A further advantage of using the in vitro assays of this invention to screen a wide variety of compounds for reactive metabolite formation (and, therefore, for possible toxicity) was shown by the ability to form and then detect acetaminophen-glutathione conjugates using acetaminophen (substrate) concentrations that would minimize solubility issues by coming closer to in vivo substrate levels than other assays. This further advantage was also shown by the ability to form and to detect clozapine-glutathione ethyl ester conjugates using clozapine (substrate) concentrations that would minimize solubility issues by coming closer to in vitro substrate levels than other assays. In other words, the in vitro methods of this invention come closer to mimicking in vivo conditions in the biology phase (i.e., in the production of reactive species), and, as those of ordinary skill in the art will appreciate, this makes the results of the assay relevant and, therefore, makes the assay valuable (e.g., as a predictive tool for possible in vivo toxicity). Variations and modifications will be apparent to those skilled in the art and the claims are intended to cover all variations and modifications falling within the true spirit and scope of the invention. Thus, for example, the method of this invention need not result in just yes-no (positive-negative) answers regarding the possibility of in vivo toxicity for particular compounds. The data/results may also be used to establish a structure-activity relationship and be used as a predictive tool by chemists regarding the effects of changing a molecule's structural features (e.g., pendant groups).

Claims

1. A sensitive and selective in vitro method for detecting one or more reactive species that may be formed from a substrate by an enzyme system, the method comprising: (a) contacting in vitro in a first mixture the substrate with a substrate metabolizing enzyme system whereby one or more reactive species may be formed, the concentration of the substrate in the first mixture being no greater than 50 μM;

(b) contacting in vitro the one or more reactive species, if formed, with a compound that reacts with the one or more reactive species to form one or more detectable species; and

(c) detecting at least some of the one or more detectable species formed in step (b).

2. The method of claim 1 wherein the substrate is a drug.

3. The method of claim 1 wherein the substrate is a potential drug candidate.

4. The method of any preceding claim wherein the contacting of step (b) occurs in the first mixture.

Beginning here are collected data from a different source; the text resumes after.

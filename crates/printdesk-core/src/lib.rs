// SPDX-License-Identifier: PMPL-1.0-or-later
// Copyright (c) 2026 Jonathan D.A. Jewell (hyperpolymath) <jonathan.jewell@open.ac.uk>
//
// printdesk-core: core types, error definitions, configuration and request
// validation shared across all crates.

pub mod config;
pub mod error;
pub mod integrity;
pub mod types;
pub mod validation;

pub use config::AppConfig;
pub use error::PrintdeskError;
pub use types::*;
// SPDX-License-Identifier: PMPL-1.0-or-later
// Copyright (c) 2026 Jonathan D.A. Jewell (hyperpolymath) <jonathan.jewell@open.ac.uk>
//
// Transport capability used by the submitter.
//
// The submitter never opens sockets itself. A `Transport` produces an
// authenticated `RemoteSession`; the session uploads files and runs command
// lines. `SshTransport` is the production implementation and
// `stub::ScriptedTransport` stands in for it in tests.
//
// Both traits are blocking. The submitter drives a session from
// `tokio::task::spawn_blocking`.

use std::path::Path;
use std::time::Duration;

use printdesk_core::error::Result;
use printdesk_core::types::PrintCredential;

/// Captured result of one remote command.
#[derive(Debug, Clone, Default, PartialEq, Eq)]
pub struct CommandOutput {
    pub stdout: String,
    pub stderr: String,
    pub exit_code: i32,
}

impl CommandOutput {
    pub fn success(&self) -> bool {
        self.exit_code == 0
    }
}

/// Opens authenticated sessions to a print host.
pub trait Transport: Send + Sync {
    /// Connect and authenticate. `timeout` bounds the TCP connect and every
    /// individual protocol operation on the returned session.
    ///
    /// Fails with `Connection`, `Timeout` or `Auth`.
    fn connect(
        &self,
        credential: &PrintCredential,
        timeout: Duration,
    ) -> Result<Box<dyn RemoteSession>>;
}

/// One live, authenticated session.
pub trait RemoteSession: Send {
    /// Open the file-transfer sub-channel. Fails with `Transfer`.
    fn open_file_transfer(&mut self) -> Result<()>;

    /// Copy `local` to `remote`, returning the number of bytes written.
    /// Requires [`open_file_transfer`](Self::open_file_transfer).
    fn upload(&mut self, local: &Path, remote: &str) -> Result<u64>;

    /// Run one command line and wait for it to exit.
    fn execute(&mut self, command: &str) -> Result<CommandOutput>;

    /// Tear the session down.
    fn close(&mut self) -> Result<()>;
}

5. The method of any preceding claim further comprising assessing the presence of the one or more reactive species based on the results of step (c).

6. The method of any preceding claim wherein the enzyme system is normally present in vivo.

7. The method of any preceding claim wherein the enzyme system comprises a P450 system.

8. The method of any preceding claim wherein the compound comprises a compound normally present in vivo.

9. The method of any preceding claim wherein the one or more detectable species comprise a glutathione ethyl ester conjugate and step (c) comprises detecting the glutathione ethyl ester conjugate by detecting a species resulting from the loss by the glutathione ethyl ester conjugate of a pyroglutamic acid moiety.

10. The method of any preceding claim wherein step (a) is conducted with a substrate concentration no greater than 10 μM.

11. The method of any preceding claim wherein step (a) is conducted with a substrate concentration no greater than 1 μM.

12. The method of any preceding claim wherein step (a) is conducted with a substrate concentration no greater than 0.1 μM.

13. The method of any preceding claim wherein the step of detecting at least some of the one or more detectable species comprises passing them into a triple quadropole mass spectrometer.

14. The method of claim 12 wherein the one or more detectable species are subjected to electrospray ionization prior to passing them into the mass spectrometer, to high performance liquid chromatography prior to subjecting them to electrospray ionization, and to solid phase extraction prior to subjecting them to electrospray ionization.